=== Begin Enclosure ===

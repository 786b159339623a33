//! HTTP client for network-based API calls

use std::time::Duration;

use reqwest::{Client, StatusCode};
use serde::de::DeserializeOwned;
use shared::{EffectivePermissions, UserProfile};

use crate::{ClientConfig, ClientError, ClientResult};

pub const PROFILE_PATH: &str = "auth/profile/";
pub const EFFECTIVE_PERMISSIONS_PATH: &str = "auth/effective-permissions/";

/// HTTP client for making requests to the dashboard backend
#[derive(Debug, Clone)]
pub struct HttpClient {
    client: Client,
    base_url: String,
}

impl HttpClient {
    /// Create a new HTTP client from configuration
    pub fn new(config: &ClientConfig) -> ClientResult<Self> {
        let mut builder = Client::builder();
        if let Some(secs) = config.timeout {
            builder = builder.timeout(Duration::from_secs(secs));
        }

        Ok(Self {
            client: builder.build()?,
            base_url: config.base_url.clone(),
        })
    }

    pub fn base_url(&self) -> &str {
        &self.base_url
    }

    fn url(&self, path: &str) -> String {
        format!(
            "{}/{}",
            self.base_url.trim_end_matches('/'),
            path.trim_start_matches('/')
        )
    }

    /// Make a GET request, authenticated when a token is given
    pub async fn get<T: DeserializeOwned>(&self, path: &str, token: Option<&str>) -> ClientResult<T> {
        let mut request = self.client.get(self.url(path));

        if let Some(token) = token {
            request = request.bearer_auth(token);
        }

        let response = request.send().await?;
        Self::handle_response(response).await
    }

    /// Handle the HTTP response
    async fn handle_response<T: DeserializeOwned>(response: reqwest::Response) -> ClientResult<T> {
        let status = response.status();

        if !status.is_success() {
            let text = response.text().await?;
            return match status {
                StatusCode::UNAUTHORIZED => Err(ClientError::Unauthorized),
                StatusCode::FORBIDDEN => Err(ClientError::Forbidden(text)),
                StatusCode::NOT_FOUND => Err(ClientError::NotFound(text)),
                StatusCode::BAD_REQUEST => Err(ClientError::Validation(text)),
                _ => Err(ClientError::Internal(format!("{status}: {text}"))),
            };
        }

        let bytes = response.bytes().await?;
        serde_json::from_slice(&bytes).map_err(|e| ClientError::InvalidResponse(e.to_string()))
    }

    // ========== Auth API ==========

    /// Get the current user's profile
    pub async fn profile(&self, token: &str) -> ClientResult<UserProfile> {
        self.get(PROFILE_PATH, Some(token)).await
    }

    /// Get the current user's effective permissions (role + user overrides)
    pub async fn effective_permissions(&self, token: &str) -> ClientResult<EffectivePermissions> {
        self.get(EFFECTIVE_PERMISSIONS_PATH, Some(token)).await
    }
}
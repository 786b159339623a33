//! Per-session permission state

use chrono::{DateTime, Utc};
use serde::Serialize;
use shared::{Action, EffectivePermissions};

/// Error surfaced to screens when a load fails.
pub const LOAD_FAILED_MESSAGE: &str = "Failed to load permissions. Some features may be restricted.";

/// Snapshot of what the gate knows about the current session.
#[derive(Debug, Clone, PartialEq, Serialize)]
pub struct SessionPermissionState {
    pub effective_permissions: EffectivePermissions,
    /// Bypasses the matrix entirely.
    pub is_superadmin: bool,
    pub is_loading: bool,
    /// Last load failure, non-fatal.
    pub error: Option<String>,
    /// When the current matrix was received.
    pub loaded_at: Option<DateTime<Utc>>,
}

impl SessionPermissionState {
    /// State of a freshly mounted gate: nothing known yet, loading.
    pub fn loading() -> Self {
        Self {
            effective_permissions: EffectivePermissions::new(),
            is_superadmin: false,
            is_loading: true,
            error: None,
            loaded_at: None,
        }
    }

    /// State with no session: every check denies.
    pub fn anonymous() -> Self {
        Self {
            is_loading: false,
            ..Self::loading()
        }
    }

    /// Permission predicate.
    ///
    /// Superadmin wins over everything, a loading state denies everything,
    /// and otherwise only an explicit `true` in the matrix allows.
    pub fn check(&self, resource: &str, action: Action) -> bool {
        if self.is_superadmin {
            return true;
        }
        if self.is_loading {
            return false;
        }
        self.effective_permissions.allows(resource, action)
    }
}

impl Default for SessionPermissionState {
    fn default() -> Self {
        Self::loading()
    }
}

#[cfg(test)]
mod tests {
    use super::*;
    use shared::ActionSet;

    fn booking_viewer() -> EffectivePermissions {
        [(
            "booking",
            ActionSet {
                can_view: true,
                ..ActionSet::NONE
            },
        )]
        .into_iter()
        .collect()
    }

    #[test]
    fn test_loading_denies_everything() {
        let state = SessionPermissionState {
            effective_permissions: booking_viewer(),
            ..SessionPermissionState::loading()
        };
        for action in Action::ALL {
            assert!(!state.check("booking", action));
        }
    }

    #[test]
    fn test_superadmin_allows_even_while_loading() {
        let state = SessionPermissionState {
            is_superadmin: true,
            ..SessionPermissionState::loading()
        };
        assert!(state.check("anything", Action::Delete));
    }

    #[test]
    fn test_matrix_lookup() {
        let state = SessionPermissionState {
            effective_permissions: booking_viewer(),
            ..SessionPermissionState::anonymous()
        };
        assert!(state.check("booking", Action::View));
        assert!(!state.check("booking", Action::Add));
        assert!(!state.check("booking", Action::Delete));
        assert!(!state.check("pricing", Action::View));
    }

    #[test]
    fn test_anonymous_denies() {
        let state = SessionPermissionState::anonymous();
        assert!(!state.is_loading);
        assert!(!state.check("booking", Action::View));
    }
}
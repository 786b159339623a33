//! Client configuration

use std::path::PathBuf;

use crate::token::ACCESS_TOKEN_KEY;

/// Client configuration for connecting to the dashboard backend
#[derive(Debug, Clone)]
pub struct ClientConfig {
    /// API base URL (e.g., "http://localhost:8000/api")
    pub base_url: String,

    /// Request timeout in seconds. `None` leaves reqwest's default in place.
    pub timeout: Option<u64>,

    /// Token store key holding the access token
    pub token_key: String,

    /// JSON file backing the token store. `None` keeps tokens in memory.
    pub token_file: Option<PathBuf>,

    /// Reload permissions whenever the window regains focus
    pub refresh_on_focus: bool,
}

impl ClientConfig {
    /// Create a new client configuration
    pub fn new(base_url: impl Into<String>) -> Self {
        Self {
            base_url: base_url.into(),
            timeout: None,
            token_key: ACCESS_TOKEN_KEY.to_string(),
            token_file: None,
            refresh_on_focus: true,
        }
    }

    /// Load configuration from `RELO_*` environment variables
    pub fn from_env() -> Self {
        let defaults = Self::default();
        Self {
            base_url: std::env::var("RELO_API_URL").unwrap_or(defaults.base_url),
            timeout: std::env::var("RELO_TIMEOUT_SECS")
                .ok()
                .and_then(|t| t.parse().ok())
                .or(defaults.timeout),
            token_key: std::env::var("RELO_TOKEN_KEY").unwrap_or(defaults.token_key),
            token_file: std::env::var("RELO_TOKEN_FILE")
                .ok()
                .map(PathBuf::from)
                .or(defaults.token_file),
            refresh_on_focus: std::env::var("RELO_REFRESH_ON_FOCUS")
                .ok()
                .and_then(|v| v.parse().ok())
                .unwrap_or(defaults.refresh_on_focus),
        }
    }

    /// Set the request timeout
    pub fn with_timeout(mut self, seconds: u64) -> Self {
        self.timeout = Some(seconds);
        self
    }

    /// Set the access token key
    pub fn with_token_key(mut self, key: impl Into<String>) -> Self {
        self.token_key = key.into();
        self
    }

    /// Persist tokens in a JSON file
    pub fn with_token_file(mut self, path: impl Into<PathBuf>) -> Self {
        self.token_file = Some(path.into());
        self
    }

    /// Enable or disable refresh-on-focus
    pub fn with_refresh_on_focus(mut self, enabled: bool) -> Self {
        self.refresh_on_focus = enabled;
        self
    }

    /// Create an HTTP client from this configuration
    pub fn build_http_client(&self) -> crate::ClientResult<crate::HttpClient> {
        crate::HttpClient::new(self)
    }
}

impl Default for ClientConfig {
    fn default() -> Self {
        Self::new("http://localhost:8000/api")
    }
}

=== End Enclosure ===

• **YOUR OBJECTIVE**:
Search the entries for the word "Create" and copy every line that has it.

• **SOLVED PROBLEM**:
    /// Create a new HTTP client from configuration
    /// Create a new client configuration
    /// Create an HTTP client from this configuration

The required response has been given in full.